[Saved data entries]
──────────────────────────────

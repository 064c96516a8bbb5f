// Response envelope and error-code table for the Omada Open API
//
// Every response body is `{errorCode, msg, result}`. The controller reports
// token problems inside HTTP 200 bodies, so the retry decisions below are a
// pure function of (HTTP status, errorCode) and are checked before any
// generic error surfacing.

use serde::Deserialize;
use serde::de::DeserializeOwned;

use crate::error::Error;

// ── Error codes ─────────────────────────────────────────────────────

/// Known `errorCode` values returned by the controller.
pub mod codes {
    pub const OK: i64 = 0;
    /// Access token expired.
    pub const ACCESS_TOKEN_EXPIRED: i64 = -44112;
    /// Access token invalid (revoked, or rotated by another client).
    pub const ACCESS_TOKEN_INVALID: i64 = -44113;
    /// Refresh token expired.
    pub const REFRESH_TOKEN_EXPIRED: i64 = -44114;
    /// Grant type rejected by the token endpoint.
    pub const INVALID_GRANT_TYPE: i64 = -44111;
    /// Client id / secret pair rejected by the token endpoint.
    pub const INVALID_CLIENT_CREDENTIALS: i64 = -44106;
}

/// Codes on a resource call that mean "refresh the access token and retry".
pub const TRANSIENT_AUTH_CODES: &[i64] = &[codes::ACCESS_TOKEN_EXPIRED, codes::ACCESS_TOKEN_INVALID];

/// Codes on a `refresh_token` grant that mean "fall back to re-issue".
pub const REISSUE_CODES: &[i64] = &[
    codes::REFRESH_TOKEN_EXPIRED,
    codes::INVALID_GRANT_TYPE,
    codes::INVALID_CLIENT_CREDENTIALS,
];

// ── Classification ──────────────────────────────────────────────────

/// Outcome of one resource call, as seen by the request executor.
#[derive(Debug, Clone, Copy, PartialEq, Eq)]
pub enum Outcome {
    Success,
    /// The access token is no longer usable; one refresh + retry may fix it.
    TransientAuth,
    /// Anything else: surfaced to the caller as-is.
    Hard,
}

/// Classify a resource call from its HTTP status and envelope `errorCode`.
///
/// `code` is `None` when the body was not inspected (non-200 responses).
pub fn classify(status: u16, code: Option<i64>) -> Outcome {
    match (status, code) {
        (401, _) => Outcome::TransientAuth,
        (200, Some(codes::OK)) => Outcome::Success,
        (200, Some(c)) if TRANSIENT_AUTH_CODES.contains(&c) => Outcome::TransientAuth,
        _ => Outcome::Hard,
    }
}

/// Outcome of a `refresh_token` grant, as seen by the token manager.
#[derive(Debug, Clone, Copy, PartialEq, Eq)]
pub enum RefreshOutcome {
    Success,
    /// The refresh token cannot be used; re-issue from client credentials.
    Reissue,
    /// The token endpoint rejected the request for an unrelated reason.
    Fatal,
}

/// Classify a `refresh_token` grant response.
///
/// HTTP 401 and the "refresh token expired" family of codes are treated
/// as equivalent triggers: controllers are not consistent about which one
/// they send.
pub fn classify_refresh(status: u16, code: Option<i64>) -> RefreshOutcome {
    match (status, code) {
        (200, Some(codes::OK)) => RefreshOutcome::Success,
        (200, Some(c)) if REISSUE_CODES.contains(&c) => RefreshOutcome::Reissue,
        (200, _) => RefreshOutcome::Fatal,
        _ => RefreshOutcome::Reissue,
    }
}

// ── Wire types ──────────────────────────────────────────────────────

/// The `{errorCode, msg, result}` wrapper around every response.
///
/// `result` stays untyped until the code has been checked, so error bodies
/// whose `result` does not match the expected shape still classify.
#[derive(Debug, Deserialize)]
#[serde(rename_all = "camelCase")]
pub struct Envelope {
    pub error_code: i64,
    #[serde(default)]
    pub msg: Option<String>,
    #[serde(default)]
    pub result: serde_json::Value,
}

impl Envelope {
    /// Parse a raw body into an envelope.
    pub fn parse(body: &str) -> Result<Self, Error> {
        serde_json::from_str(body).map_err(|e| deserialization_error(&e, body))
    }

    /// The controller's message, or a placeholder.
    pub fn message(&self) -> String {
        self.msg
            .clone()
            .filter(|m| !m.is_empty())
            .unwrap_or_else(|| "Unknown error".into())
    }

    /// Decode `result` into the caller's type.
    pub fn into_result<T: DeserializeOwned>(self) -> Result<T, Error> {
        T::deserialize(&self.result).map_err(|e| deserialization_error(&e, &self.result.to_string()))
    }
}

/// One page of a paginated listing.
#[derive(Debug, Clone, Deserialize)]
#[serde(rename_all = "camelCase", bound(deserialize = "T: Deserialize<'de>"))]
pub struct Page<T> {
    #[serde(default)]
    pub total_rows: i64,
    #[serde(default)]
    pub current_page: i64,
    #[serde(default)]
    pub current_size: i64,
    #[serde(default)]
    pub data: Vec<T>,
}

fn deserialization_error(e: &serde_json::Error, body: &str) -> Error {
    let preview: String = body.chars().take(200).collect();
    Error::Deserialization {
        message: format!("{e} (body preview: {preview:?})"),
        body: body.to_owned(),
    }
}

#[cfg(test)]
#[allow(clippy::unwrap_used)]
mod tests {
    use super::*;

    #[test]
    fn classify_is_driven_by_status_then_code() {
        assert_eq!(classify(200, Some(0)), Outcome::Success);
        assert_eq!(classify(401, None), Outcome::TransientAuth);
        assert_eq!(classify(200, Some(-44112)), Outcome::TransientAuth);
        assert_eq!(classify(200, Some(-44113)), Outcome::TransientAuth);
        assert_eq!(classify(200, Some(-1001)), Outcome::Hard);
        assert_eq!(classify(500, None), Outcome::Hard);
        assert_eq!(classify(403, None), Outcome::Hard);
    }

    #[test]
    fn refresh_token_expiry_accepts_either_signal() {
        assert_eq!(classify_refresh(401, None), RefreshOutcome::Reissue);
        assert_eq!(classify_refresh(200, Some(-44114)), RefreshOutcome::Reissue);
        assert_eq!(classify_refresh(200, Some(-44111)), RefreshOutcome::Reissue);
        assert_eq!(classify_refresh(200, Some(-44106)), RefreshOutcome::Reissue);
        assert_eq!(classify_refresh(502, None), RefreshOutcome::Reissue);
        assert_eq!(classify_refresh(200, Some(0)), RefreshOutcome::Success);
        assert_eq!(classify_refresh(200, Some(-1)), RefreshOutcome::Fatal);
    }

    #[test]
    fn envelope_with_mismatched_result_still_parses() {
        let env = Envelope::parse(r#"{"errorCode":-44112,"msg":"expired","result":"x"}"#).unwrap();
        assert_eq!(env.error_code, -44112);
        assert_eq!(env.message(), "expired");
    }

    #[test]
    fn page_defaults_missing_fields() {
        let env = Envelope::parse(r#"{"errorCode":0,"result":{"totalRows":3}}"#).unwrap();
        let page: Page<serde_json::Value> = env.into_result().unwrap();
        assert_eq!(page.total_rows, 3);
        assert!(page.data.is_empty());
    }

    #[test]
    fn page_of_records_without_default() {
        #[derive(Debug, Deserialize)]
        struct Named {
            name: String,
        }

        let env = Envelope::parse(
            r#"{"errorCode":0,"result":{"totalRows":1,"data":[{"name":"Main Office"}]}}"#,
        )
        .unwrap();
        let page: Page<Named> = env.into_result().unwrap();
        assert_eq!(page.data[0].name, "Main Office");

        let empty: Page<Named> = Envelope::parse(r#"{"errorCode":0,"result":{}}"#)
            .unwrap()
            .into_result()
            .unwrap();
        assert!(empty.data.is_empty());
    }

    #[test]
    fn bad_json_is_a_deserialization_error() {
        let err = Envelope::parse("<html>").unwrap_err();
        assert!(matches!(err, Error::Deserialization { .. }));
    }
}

──────────────────────────────

- [What the task asks]: Retype the entries. Every line must match exactly.

- [Result for this exercise]:
repository 064c96516a8bbb5f
// Response envelope and error-code table for the Omada Open API
//
// Every response body is `{errorCode, msg, result}`. The controller reports
// token problems inside HTTP 200 bodies, so the retry decisions below are a
// pure function of (HTTP status, errorCode) and are checked before any
// generic error surfacing.

use serde::Deserialize;
use serde::de::DeserializeOwned;

use crate::error::Error;

// ── Error codes ─────────────────────────────────────────────────────

/// Known `errorCode` values returned by the controller.
pub mod codes {
    pub const OK: i64 = 0;
    /// Access token expired.
    pub const ACCESS_TOKEN_EXPIRED: i64 = -44112;
    /// Access token invalid (revoked, or rotated by another client).
    pub const ACCESS_TOKEN_INVALID: i64 = -44113;
    /// Refresh token expired.
    pub const REFRESH_TOKEN_EXPIRED: i64 = -44114;
    /// Grant type rejected by the token endpoint.
    pub const INVALID_GRANT_TYPE: i64 = -44111;
    /// Client id / secret pair rejected by the token endpoint.
    pub const INVALID_CLIENT_CREDENTIALS: i64 = -44106;
}

/// Codes on a resource call that mean "refresh the access token and retry".
pub const TRANSIENT_AUTH_CODES: &[i64] = &[codes::ACCESS_TOKEN_EXPIRED, codes::ACCESS_TOKEN_INVALID];

/// Codes on a `refresh_token` grant that mean "fall back to re-issue".
pub const REISSUE_CODES: &[i64] = &[
    codes::REFRESH_TOKEN_EXPIRED,
    codes::INVALID_GRANT_TYPE,
    codes::INVALID_CLIENT_CREDENTIALS,
];

// ── Classification ──────────────────────────────────────────────────

/// Outcome of one resource call, as seen by the request executor.
#[derive(Debug, Clone, Copy, PartialEq, Eq)]
pub enum Outcome {
    Success,
    /// The access token is no longer usable; one refresh + retry may fix it.
    TransientAuth,
    /// Anything else: surfaced to the caller as-is.
    Hard,
}

/// Classify a resource call from its HTTP status and envelope `errorCode`.
///
/// `code` is `None` when the body was not inspected (non-200 responses).
pub fn classify(status: u16, code: Option<i64>) -> Outcome {
    match (status, code) {
        (401, _) => Outcome::TransientAuth,
        (200, Some(codes::OK)) => Outcome::Success,
        (200, Some(c)) if TRANSIENT_AUTH_CODES.contains(&c) => Outcome::TransientAuth,
        _ => Outcome::Hard,
    }
}

/// Outcome of a `refresh_token` grant, as seen by the token manager.
#[derive(Debug, Clone, Copy, PartialEq, Eq)]
pub enum RefreshOutcome {
    Success,
    /// The refresh token cannot be used; re-issue from client credentials.
    Reissue,
    /// The token endpoint rejected the request for an unrelated reason.
    Fatal,
}

/// Classify a `refresh_token` grant response.
///
/// HTTP 401 and the "refresh token expired" family of codes are treated
/// as equivalent triggers: controllers are not consistent about which one
/// they send.
pub fn classify_refresh(status: u16, code: Option<i64>) -> RefreshOutcome {
    match (status, code) {
        (200, Some(codes::OK)) => RefreshOutcome::Success,
        (200, Some(c)) if REISSUE_CODES.contains(&c) => RefreshOutcome::Reissue,
        (200, _) => RefreshOutcome::Fatal,
        _ => RefreshOutcome::Reissue,
    }
}

// ── Wire types ──────────────────────────────────────────────────────

/// The `{errorCode, msg, result}` wrapper around every response.
///
/// `result` stays untyped until the code has been checked, so error bodies
/// whose `result` does not match the expected shape still classify.
#[derive(Debug, Deserialize)]
#[serde(rename_all = "camelCase")]
pub struct Envelope {
    pub error_code: i64,
    #[serde(default)]
    pub msg: Option<String>,
    #[serde(default)]
    pub result: serde_json::Value,
}

impl Envelope {
    /// Parse a raw body into an envelope.
    pub fn parse(body: &str) -> Result<Self, Error> {
        serde_json::from_str(body).map_err(|e| deserialization_error(&e, body))
    }

    /// The controller's message, or a placeholder.
    pub fn message(&self) -> String {
        self.msg
            .clone()
            .filter(|m| !m.is_empty())
            .unwrap_or_else(|| "Unknown error".into())
    }

    /// Decode `result` into the caller's type.
    pub fn into_result<T: DeserializeOwned>(self) -> Result<T, Error> {
        T::deserialize(&self.result).map_err(|e| deserialization_error(&e, &self.result.to_string()))
    }
}

/// One page of a paginated listing.
#[derive(Debug, Clone, Deserialize)]
#[serde(rename_all = "camelCase", bound(deserialize = "T: Deserialize<'de>"))]
pub struct Page<T> {
    #[serde(default)]
    pub total_rows: i64,
    #[serde(default)]
    pub current_page: i64,
    #[serde(default)]
    pub current_size: i64,
    #[serde(default)]
    pub data: Vec<T>,
}

fn deserialization_error(e: &serde_json::Error, body: &str) -> Error {
    let preview: String = body.chars().take(200).collect();
    Error::Deserialization {
        message: format!("{e} (body preview: {preview:?})"),
        body: body.to_owned(),
    }
}

#[cfg(test)]
#[allow(clippy::unwrap_used)]
mod tests {
    use super::*;

    #[test]
    fn classify_is_driven_by_status_then_code() {
        assert_eq!(classify(200, Some(0)), Outcome::Success);
        assert_eq!(classify(401, None), Outcome::TransientAuth);
        assert_eq!(classify(200, Some(-44112)), Outcome::TransientAuth);
        assert_eq!(classify(200, Some(-44113)), Outcome::TransientAuth);
        assert_eq!(classify(200, Some(-1001)), Outcome::Hard);
        assert_eq!(classify(500, None), Outcome::Hard);
        assert_eq!(classify(403, None), Outcome::Hard);
    }

    #[test]
    fn refresh_token_expiry_accepts_either_signal() {
        assert_eq!(classify_refresh(401, None), RefreshOutcome::Reissue);
        assert_eq!(classify_refresh(200, Some(-44114)), RefreshOutcome::Reissue);
        assert_eq!(classify_refresh(200, Some(-44111)), RefreshOutcome::Reissue);
        assert_eq!(classify_refresh(200, Some(-44106)), RefreshOutcome::Reissue);
        assert_eq!(classify_refresh(502, None), RefreshOutcome::Reissue);
        assert_eq!(classify_refresh(200, Some(0)), RefreshOutcome::Success);
        assert_eq!(classify_refresh(200, Some(-1)), RefreshOutcome::Fatal);
    }

    #[test]
    fn envelope_with_mismatched_result_still_parses() {
        let env = Envelope::parse(r#"{"errorCode":-44112,"msg":"expired","result":"x"}"#).unwrap();
        assert_eq!(env.error_code, -44112);
        assert_eq!(env.message(), "expired");
    }

    #[test]
    fn page_defaults_missing_fields() {
        let env = Envelope::parse(r#"{"errorCode":0,"result":{"totalRows":3}}"#).unwrap();
        let page: Page<serde_json::Value> = env.into_result().unwrap();
        assert_eq!(page.total_rows, 3);
        assert!(page.data.is_empty());
    }

    #[test]
    fn page_of_records_without_default() {
        #[derive(Debug, Deserialize)]
        struct Named {
            name: String,
        }

        let env = Envelope::parse(
            r#"{"errorCode":0,"result":{"totalRows":1,"data":[{"name":"Main Office"}]}}"#,
        )
        .unwrap();
        let page: Page<Named> = env.into_result().unwrap();
        assert_eq!(page.data[0].name, "Main Office");

        let empty: Page<Named> = Envelope::parse(r#"{"errorCode":0,"result":{}}"#)
            .unwrap()
            .into_result()
            .unwrap();
        assert!(empty.data.is_empty());
    }

    #[test]
    fn bad_json_is_a_deserialization_error() {
        let err = Envelope::parse("<html>").unwrap_err();
        assert!(matches!(err, Error::Deserialization { .. }));
    }
}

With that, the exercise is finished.